Currently, there are no year-specific or region-specific estimates of shore-based recreational fishing harvest. Therefore, the estimated harvest from private-boat surveys was adjusted to account for shore-based recreational fishing using a private-boat to shore-based ratio (1:0.96) available for the 2000–2001 harvest of shark and ray species across Western Australia (DPIRD, unpublished data). Thus, for each state-wide survey year, shore-based recreational fishing harvest was calculated as the product of 0.96 and the estimated catch of each shark and ray species from private-boat recreational fishing.

2.2.4. Accounting for Post-Release Mortality

To account for Post-Release Mortality (PRM), species-specific PRM from a combination of commercial and recreational line fishing was obtained from the literature [29,30,31,32,33]. This information was only available for gummy (Mustelus antarcticus), school (Galeorhinus galeus), Port Jackson (Heterodontus portusjacksoni), and hammerhead sharks, and for rays and skates. For species without available estimates, a value of 30% was assumed (Table 1). The estimated harvest for each species was calculated as the sum of the retained catch and the product of the released catch with the assumed PRM. This process was repeated for estimated catches from both the state-wide surveys and charter logbooks for each year.

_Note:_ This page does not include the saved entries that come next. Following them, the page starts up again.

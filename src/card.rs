//! Card types.

/// Card suit.
#[derive(Debug, Clone, Copy, PartialEq, Eq, Hash)]
pub enum Suit {
    /// Hearts.
    Hearts,
    /// Diamonds.
    Diamonds,
    /// Clubs.
    Clubs,
    /// Spades.
    Spades,
}

/// All four suits, in deck-construction order.
pub const SUITS: [Suit; 4] = [Suit::Hearts, Suit::Diamonds, Suit::Clubs, Suit::Spades];

/// A playing card.
///
/// Cards are plain values: two cards with the same suit and rank compare
/// equal, and dealing hands the caller an independent copy.
#[derive(Debug, Clone, Copy, PartialEq, Eq, Hash)]
pub struct Card {
    /// The suit of the card.
    pub suit: Suit,
    /// The rank of the card (1 = Ace, 11 = Jack, 12 = Queen, 13 = King).
    pub rank: u8,
}

impl Card {
    /// Creates a new card.
    ///
    /// Note: This function does not validate the rank. Values outside 1..=13
    /// are accepted but may yield non-standard results when evaluating a hand.
    #[must_use]
    pub const fn new(suit: Suit, rank: u8) -> Self {
        Self { suit, rank }
    }
}

/// Number of cards per deck.
pub const DECK_SIZE: usize = 52;
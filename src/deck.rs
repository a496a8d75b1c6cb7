//! A single 52-card deck.

extern crate alloc;

use alloc::vec::Vec;

use rand::Rng;
use rand::seq::SliceRandom;

use crate::card::{Card, DECK_SIZE, SUITS};
use crate::error::GameError;

/// An ordered single deck of cards.
///
/// A fresh deck holds each of the 52 canonical (suit, rank) combinations
/// exactly once. The only mutations are [`shuffle`](Self::shuffle) (reorder)
/// and [`deal`](Self::deal) (remove and return the top card), so a deck
/// instance can never deal the same card twice.
#[derive(Debug, Clone)]
pub struct Deck {
    cards: Vec<Card>,
}

impl Deck {
    /// Creates an unshuffled deck with the 52 canonical cards.
    #[must_use]
    pub fn new() -> Self {
        let mut cards = Vec::with_capacity(DECK_SIZE);

        for suit in SUITS {
            for rank in 1..=13 {
                cards.push(Card::new(suit, rank));
            }
        }

        Self { cards }
    }

    /// Creates a deck from an explicit card sequence.
    ///
    /// The last card in `cards` is dealt first. Useful for stacking known
    /// deals in tests or replays.
    #[must_use]
    pub const fn from_cards(cards: Vec<Card>) -> Self {
        Self { cards }
    }

    /// Shuffles the remaining cards into a uniformly random order.
    pub fn shuffle<R: Rng + ?Sized>(&mut self, rng: &mut R) {
        self.cards.shuffle(rng);
    }

    /// Removes and returns the top card of the deck.
    ///
    /// # Errors
    ///
    /// Returns [`GameError::ExhaustedDeck`] if no cards remain. Under the
    /// round structure this engine enforces (two participants, one deck) a
    /// round consumes well under the 52 cards available, so hitting this
    /// error indicates a logic error in the caller rather than a recoverable
    /// condition.
    pub fn deal(&mut self) -> Result<Card, GameError> {
        self.cards.pop().ok_or(GameError::ExhaustedDeck)
    }

    /// Returns the number of cards left in the deck.
    #[must_use]
    pub fn remaining(&self) -> usize {
        self.cards.len()
    }

    /// Returns whether the deck has no cards left.
    #[must_use]
    pub fn is_empty(&self) -> bool {
        self.cards.is_empty()
    }
}

impl Default for Deck {
    fn default() -> Self {
        Self::new()
    }
}
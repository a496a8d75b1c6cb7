//! Game configuration options.

/// Configuration options for a blackjack session.
///
/// Use the builder pattern to customize options:
///
/// ```
/// use twentyone::GameOptions;
///
/// let options = GameOptions::default()
///     .with_starting_chips(500)
///     .with_bet_step(5);
/// ```
#[derive(Debug, Clone, Copy, PartialEq, Eq)]
pub struct GameOptions {
    /// Bankroll the session starts with.
    pub starting_chips: usize,
    /// How many chips one bet increase/decrease step moves.
    pub bet_step: usize,
}

impl Default for GameOptions {
    fn default() -> Self {
        Self {
            starting_chips: 100,
            bet_step: 1,
        }
    }
}

impl GameOptions {
    /// Sets the starting bankroll.
    ///
    /// # Example
    ///
    /// ```
    /// use twentyone::GameOptions;
    ///
    /// let options = GameOptions::default().with_starting_chips(250);
    /// assert_eq!(options.starting_chips, 250);
    /// ```
    #[must_use]
    pub const fn with_starting_chips(mut self, chips: usize) -> Self {
        self.starting_chips = chips;
        self
    }

    /// Sets the bet step.
    ///
    /// # Example
    ///
    /// ```
    /// use twentyone::GameOptions;
    ///
    /// let options = GameOptions::default().with_bet_step(10);
    /// assert_eq!(options.bet_step, 10);
    /// ```
    #[must_use]
    pub const fn with_bet_step(mut self, step: usize) -> Self {
        self.bet_step = step;
        self
    }
}
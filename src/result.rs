//! Round outcome types for settlement.

/// How a settled round ended for the player.
#[derive(Debug, Clone, Copy, PartialEq, Eq)]
pub enum RoundOutcome {
    /// Player busted; dealer wins.
    PlayerBust,
    /// Dealer busted; player wins.
    DealerBust,
    /// Player's final value beat the dealer's.
    PlayerWin,
    /// Dealer's final value beat the player's.
    DealerWin,
    /// Equal final values; no chips move.
    Push,
}

impl RoundOutcome {
    /// Returns the display message for this outcome.
    #[must_use]
    pub const fn message(self) -> &'static str {
        match self {
            Self::PlayerBust => "You bust! Dealer wins",
            Self::DealerBust => "Dealer busts! You win",
            Self::PlayerWin => "You win!",
            Self::DealerWin => "Dealer wins!",
            Self::Push => "Push",
        }
    }

    /// Returns whether the outcome pays the player.
    #[must_use]
    pub const fn is_player_win(self) -> bool {
        matches!(self, Self::DealerBust | Self::PlayerWin)
    }
}

/// Snapshot of a settled round.
#[derive(Debug, Clone, Copy, PartialEq, Eq)]
pub struct RoundResult {
    /// The outcome of the round.
    pub outcome: RoundOutcome,
    /// The player's final hand value.
    pub player_value: u8,
    /// The dealer's final hand value.
    pub dealer_value: u8,
    /// The bet that was settled.
    pub bet: usize,
    /// The bankroll after settlement.
    pub total: usize,
}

2.2.5. Conversion of Numbers to Weights

The average weights for species retained by private-boat recreational fishers were determined from boat ramp recreational fishing surveys conducted during 2011–12 through 2017–18 [34]. For shark and ray species, average weights were available for gummy, whiskery (Furgaleus macki) and whaler sharks, wobbegongs, and rays and skates. For species without available estimates, the average weight for whaler sharks was used for species with a maximum body size of >2 m total length (TL) and the average weight for gummy shark was used for species with a maximum body size of ≤2 m TL (Table 1). For each species, an average weight across all survey years was applied to estimate the total harvest (the sum of private-boat, shore-based, and charter-boat estimates). Given differences in the reliability of estimated catches across state-wide survey years [15], higher credence was given to estimates with a lower relative standard error (RSE) by calculating an average weight, as determined by 1/RSE.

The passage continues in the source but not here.